Table 1 Evaluation of responses from four models using the evaluation framework.
Fig. 1
figure 1

The distribution of Bedside Manner (empathy to the user) and Helpfulness across the four groups. Mean empathy scores (1 = highest, 5 = lowest) and distribution of ranking scores (1st–4th) among the four models. Lower ranking values indicate higher accuracy. Bars represent least-squares means and 95% confidence intervals obtained from the Generalized Linear Mixed Model (GLMM) analysis. For binary analysis, empathy scores of 1–2 were coded as “1” and 3–5 as “0”, while ranking scores of 1st–2nd were coded as “1” and 3rd–4th as “0”. p values were adjusted for multiple comparisons using Dunnett’s test with the electrophysiologist as the control.

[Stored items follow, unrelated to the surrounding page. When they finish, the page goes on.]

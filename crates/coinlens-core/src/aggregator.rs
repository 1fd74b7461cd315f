//! The aggregator: one method per supported metric.
//!
//! Each method is a stateless request/response cycle. Multi-fetch
//! operations run their upstream calls concurrently and fail on the first
//! error; nothing is retried.

use std::sync::Arc;

use futures::future::try_join;
use rust_decimal::Decimal;
use tracing::debug;

use crate::adapters::{CoinApiAdapter, CoinMarketCapAdapter, FearGreedAdapter, NewsApiAdapter};
use crate::data_source::{
    HistoryRequest, HistorySource, NewsRequest, NewsSource, PriceSource, SentimentSource,
};
use crate::http_client::HttpClient;
use crate::{
    AggregatorConfig, AggregatorError, AggregatorErrorKind, AssetSymbol, CalendarDay,
    ChangeResult, DateWindow, Granularity, MultiAssetSnapshot, NewsItem, PriceSeries, ProviderId,
    SentimentReading, SpotPrice, ValidationError, MAX_NEWS_ITEMS,
};

/// Normalizes and combines upstream data for the HTTP boundary.
#[derive(Clone)]
pub struct Aggregator {
    prices: Arc<dyn PriceSource>,
    history: Arc<dyn HistorySource>,
    news: Arc<dyn NewsSource>,
    sentiment: Arc<dyn SentimentSource>,
    today: fn() -> CalendarDay,
}

impl Aggregator {
    pub fn new(
        prices: Arc<dyn PriceSource>,
        history: Arc<dyn HistorySource>,
        news: Arc<dyn NewsSource>,
        sentiment: Arc<dyn SentimentSource>,
    ) -> Self {
        Self {
            prices,
            history,
            news,
            sentiment,
            today: CalendarDay::today_utc,
        }
    }

    /// Wires the production adapters described by `config` onto one shared
    /// transport.
    pub fn from_config(
        config: AggregatorConfig,
        http_client: Arc<dyn HttpClient>,
    ) -> Result<Self, ValidationError> {
        config.validate()?;

        let coinapi = Arc::new(
            CoinApiAdapter::new(http_client.clone(), config.coinapi_key)
                .with_base_url(config.endpoints.coinapi)
                .with_timeout_ms(config.timeout_ms),
        );

        let prices: Arc<dyn PriceSource> = match (config.price_provider, config.coinmarketcap_key)
        {
            (ProviderId::CoinMarketCap, Some(key)) => Arc::new(
                CoinMarketCapAdapter::new(http_client.clone(), key)
                    .with_base_url(config.endpoints.coinmarketcap)
                    .with_timeout_ms(config.timeout_ms),
            ),
            _ => coinapi.clone(),
        };

        let news = Arc::new(
            NewsApiAdapter::new(http_client.clone(), config.news_api_key)
                .with_base_url(config.endpoints.newsapi)
                .with_timeout_ms(config.timeout_ms),
        );
        let sentiment = Arc::new(
            FearGreedAdapter::new(http_client)
                .with_base_url(config.endpoints.alternative_me)
                .with_timeout_ms(config.timeout_ms),
        );

        Ok(Self::new(prices, coinapi, news, sentiment))
    }

    /// Replaces the UTC clock used for "today".
    pub fn with_clock(mut self, today: fn() -> CalendarDay) -> Self {
        self.today = today;
        self
    }

    pub fn price_provider(&self) -> ProviderId {
        self.prices.id()
    }

    pub fn today(&self) -> CalendarDay {
        (self.today)()
    }

    pub async fn current_price(&self, symbol: &AssetSymbol) -> Result<SpotPrice, AggregatorError> {
        let price = self.prices.latest_price(symbol).await?;
        debug!(%symbol, %price, provider = %self.prices.id(), "resolved current price");
        Ok(SpotPrice::new(symbol.clone(), price))
    }

    /// Ascending series for `window`; an empty result is `NotFound`.
    pub async fn historical_series(
        &self,
        symbol: &AssetSymbol,
        window: DateWindow,
        granularity: Granularity,
    ) -> Result<PriceSeries, AggregatorError> {
        let req = HistoryRequest::new(symbol.clone(), window, granularity);
        let series = self.history.history(&req).await?;

        if series.is_empty() {
            return Err(AggregatorError::not_found(format!(
                "no {granularity} history for {symbol} between {} and {}",
                window.start, window.end
            )));
        }

        debug!(%symbol, points = series.len(), "resolved historical series");
        Ok(series)
    }

    /// Daily closes from one year ago through today.
    pub async fn yearly_series(
        &self,
        symbol: &AssetSymbol,
    ) -> Result<PriceSeries, AggregatorError> {
        let window = DateWindow::trailing_year(self.today());
        self.historical_series(symbol, window, Granularity::OneDay)
            .await
    }

    /// Daily closes from January 1 of the current year through today.
    pub async fn year_to_date_series(
        &self,
        symbol: &AssetSymbol,
    ) -> Result<PriceSeries, AggregatorError> {
        let window = DateWindow::year_to_date(self.today());
        self.historical_series(symbol, window, Granularity::OneDay)
            .await
    }

    /// Current price against the close of the previous UTC calendar day.
    ///
    /// Both reads run concurrently. A missing or zero value on either side is
    /// `IncompleteData`; transport failures propagate unchanged.
    pub async fn daily_change(
        &self,
        symbol: &AssetSymbol,
    ) -> Result<ChangeResult, AggregatorError> {
        let reference_day = self.today().previous_day();
        let req = HistoryRequest::new(
            symbol.clone(),
            DateWindow::single_day(reference_day),
            Granularity::OneDay,
        );

        let current = async {
            absent_on_not_found(self.prices.latest_price(symbol).await)
        };
        let reference = async {
            let series = absent_on_not_found(self.history.history(&req).await)?;
            Ok::<_, AggregatorError>(series.and_then(|series| {
                series
                    .points
                    .iter()
                    .find(|point| point.date == reference_day)
                    .map(|point| point.price)
            }))
        };

        let (current, reference): (Option<Decimal>, Option<Decimal>) =
            try_join(Box::pin(current), Box::pin(reference)).await?;

        let change = ChangeResult::compute(current, reference)
            .map_err(|error| {
                AggregatorError::incomplete_data(format!("{symbol}: {}", error.message()))
            })?
            .with_reference_date(reference_day);
        debug!(
            %symbol,
            percent_change = %change.percent_change_display(),
            "computed daily change"
        );
        Ok(change)
    }

    /// All-or-nothing prices for `symbols`.
    pub async fn multi_asset_snapshot(
        &self,
        symbols: &[AssetSymbol],
    ) -> Result<MultiAssetSnapshot, AggregatorError> {
        if symbols.is_empty() {
            return Err(ValidationError::EmptySymbolList.into());
        }

        let quotes = self.prices.latest_prices(symbols).await?;
        MultiAssetSnapshot::complete(symbols, |symbol| quotes.get(symbol).copied()).map_err(
            |missing| {
                AggregatorError::not_found(format!(
                    "{} returned no price for {missing}",
                    self.prices.id()
                ))
            },
        )
    }

    /// Up to five newest headlines for `topic`.
    pub async fn news(&self, topic: &str) -> Result<Vec<NewsItem>, AggregatorError> {
        let req = NewsRequest::new(topic)?;
        let mut items = self.news.headlines(&req).await?;
        items.truncate(MAX_NEWS_ITEMS);

        if items.is_empty() {
            return Err(AggregatorError::not_found(format!(
                "no articles for topic '{}'",
                req.topic
            )));
        }
        Ok(items)
    }

    pub async fn sentiment(&self) -> Result<SentimentReading, AggregatorError> {
        self.sentiment.current().await
    }
}

fn absent_on_not_found<T>(
    result: Result<T, AggregatorError>,
) -> Result<Option<T>, AggregatorError> {
    match result {
        Ok(value) => Ok(Some(value)),
        Err(error) if error.kind() == AggregatorErrorKind::NotFound => {
            debug!(error = %error, "treating not-found upstream value as absent");
            Ok(None)
        }
        Err(error) => Err(error),
    }
}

Subsequently, each behavioral aspect (Exercise, Diet, Lifestyle, and Other) were analyzed separately. In the Exercise category (Table 2), with the exception of the response from PubMed GPT on the “Specialized Content”, there were no significant differences observed between the responses of the three LLMs and those of the electrophysiologist. In the Diet category (Table 3), the three LLMs were evaluated to be comparable to the electrophysiologist across all dimensions. In the General Lifestyle category (Table 4), no significant differences were observed between GPT-4o and the electrophysiologist across all dimensions. The rates of agreement with Scientific Consensus for DB GPT and PubMed GPT were 56.7% and 60.0%, respectively, which were lower figures compared to the electrophysiologist’s 93.3%. The responses from these models exhibited higher rates of Incorrect Retrieval and Reasoning, as well as Inappropriate and Incorrect Content, compared with those of the electrophysiologist. In the Other category (Table 5), the percentage of Specialized Content was significantly higher for GPT-4o at 84% compared to the electrophysiologist at 48.0%. The mean score for Helpfulness of the Answer was 1.20 for GPT-4o and 2.72 for the electrophysiologist, indicating that GPT-4o was significantly more helpful. The mean score for Bedside Manner (empathy to the user) was 1.48 for GPT-4o and 3.12 for the electrophysiologist, indicating that GPT-4o had significantly higher empathy. For all other dimensions, the three LLMs were evaluated to be comparable to the electrophysiologist.

Table 2 Evaluation of exercise -related responses.
Table 3 Evaluation of diet -related responses.
Table 4 Evaluation of lifestyle-related responses.
Table 5 Evaluation of other responses.

Discussion

The incidence and recurrence of AF are strongly influenced by lifestyle factors, including alcohol consumption, blood pressure control, exercise habits, diet, and obesity. Higher alcohol intake has been linked to increased recurrence after ablation, whereas even modest reductions in consumption can lower recurrence risk13,14. Blood pressure control is also important, as antihypertensive treatment reduces cardiovascular events in AF patients15, and non-dipper hypertension is associated with higher recurrence risk after ablation16. With regard to physical activity, regular aerobic exercise can improve AF-related symptoms, quality of life, and exercise capacity17. Analyses from the TRIM-AF trial indicated that reduced physical activity in patients with CIEDs was associated with increased AF burden18. Similarly, findings from the PREDIMED-Plus trial showed that a weight-loss-focused dietary and lifestyle intervention led to decreases in NT-pro BNP and hs-CRP levels, highlighting the importance of proactive lifestyle interventions19. Additionally, obesity (BMI ≥ 30 kg/m2) and overweight (BMI > 25 kg/m2) are associated with higher recurrence rates after ablation, with each 5 kg/m2 increase in BMI raising recurrence risk by 13%20. In this way, lifestyle modification plays a crucial role in AF management, underscoring the importance of tools to assess and guide such interventions.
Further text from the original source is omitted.